Having claimed over the weekend that negotiations would be the source of a “fundamental solution” to tensions on the peninsula rather than military pressure, the North’s DPRK Today propaganda website displayed a video depicting an attack on several targets in Seoul.
It also repeated a recent ultimatum calling on the South’s President Park Geun-hye to apologize for overseeing strategic plans to defeat Pyongyang’s regime in the event of a resumption of war.
The 1950-53 Korean War ended in a stalemate, with no peace treaty agreed as yet.
“As long as the North refuses to show its willingness to denuclearize and shuns any change, pressure by us and the rest of the world will continue,” a South Korean foreign ministry official was quoted as saying by local news agency Yonhap.
North Korea was hit with strengthened sanctions by the United Nations Security Council following the authoritarian state’s fourth ever nuclear test in January and long-range rocket launch a month later.
Pyongyang has also been upset by joint military drills over the last few weeks involving South Korea and the United States -- both of whom have maintained that they are open to dialogue if the North takes denuclearization seriously.

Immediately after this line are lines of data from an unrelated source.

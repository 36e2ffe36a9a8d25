use anyhow::anyhow;
use gloo::net::http::Request;
use starlist_core::config::BackendConfig;
use starlist_core::rpc::{
  ConnectClient,
  Transport,
  TransportResponse
};
use starlist_core::service::TaskService;

pub type BrowserTaskService =
  TaskService<ConnectClient<FetchTransport>>;

/// Sends RPC bodies with the browser's
/// `fetch`.
#[derive(Debug, Clone, Copy, Default)]
pub struct FetchTransport;

impl Transport for FetchTransport {
  async fn post_json(
    &self,
    url: &str,
    body: String
  ) -> anyhow::Result<TransportResponse> {
    let request = Request::post(url)
      .header(
        "Content-Type",
        "application/json"
      )
      .body(body)
      .map_err(|e| {
        anyhow!(
          "failed to build request: {e}"
        )
      })?;

    let response =
      request.send().await.map_err(|e| {
        anyhow!(
          "request to {url} failed: {e}"
        )
      })?;
    let status = response.status();
    let body =
      response.text().await.map_err(|e| {
        anyhow!(
          "failed to read response: {e}"
        )
      })?;

    tracing::debug!(
      url,
      status,
      body_len = body.len(),
      "rpc response"
    );
    Ok(TransportResponse {
      status,
      body
    })
  }
}

pub fn task_service(
  backend: &BackendConfig
) -> BrowserTaskService {
  tracing::info!(
    base_url = %backend.base_url,
    service = %backend.service,
    "connecting to task service"
  );
  TaskService::new(
    ConnectClient::from_config(
      FetchTransport,
      backend
    )
  )
}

That message was repeated by Seoul Tuesday, but North Korea appears to be going in the opposite direction.
Over in the U.S. Monday, analysts cited satellite imagery suggesting that there has been “suspicious activity” at the North’s Yongbyon nuclear complex, potentially linked to the separation of weapons-grade plutonium from waste.
A 38 North report pointed to exhaust plumes at the facility as a sign that "the operators of the reprocessing facility are heating their buildings, perhaps indicating that some significant activity is being undertaken, or will be in the near future.”
Pyongyang claims to have already tested a hydrogen bomb as well as developing the ability to miniaturize nuclear warheads in order to pose a threat to far-flung enemies such as the U.S.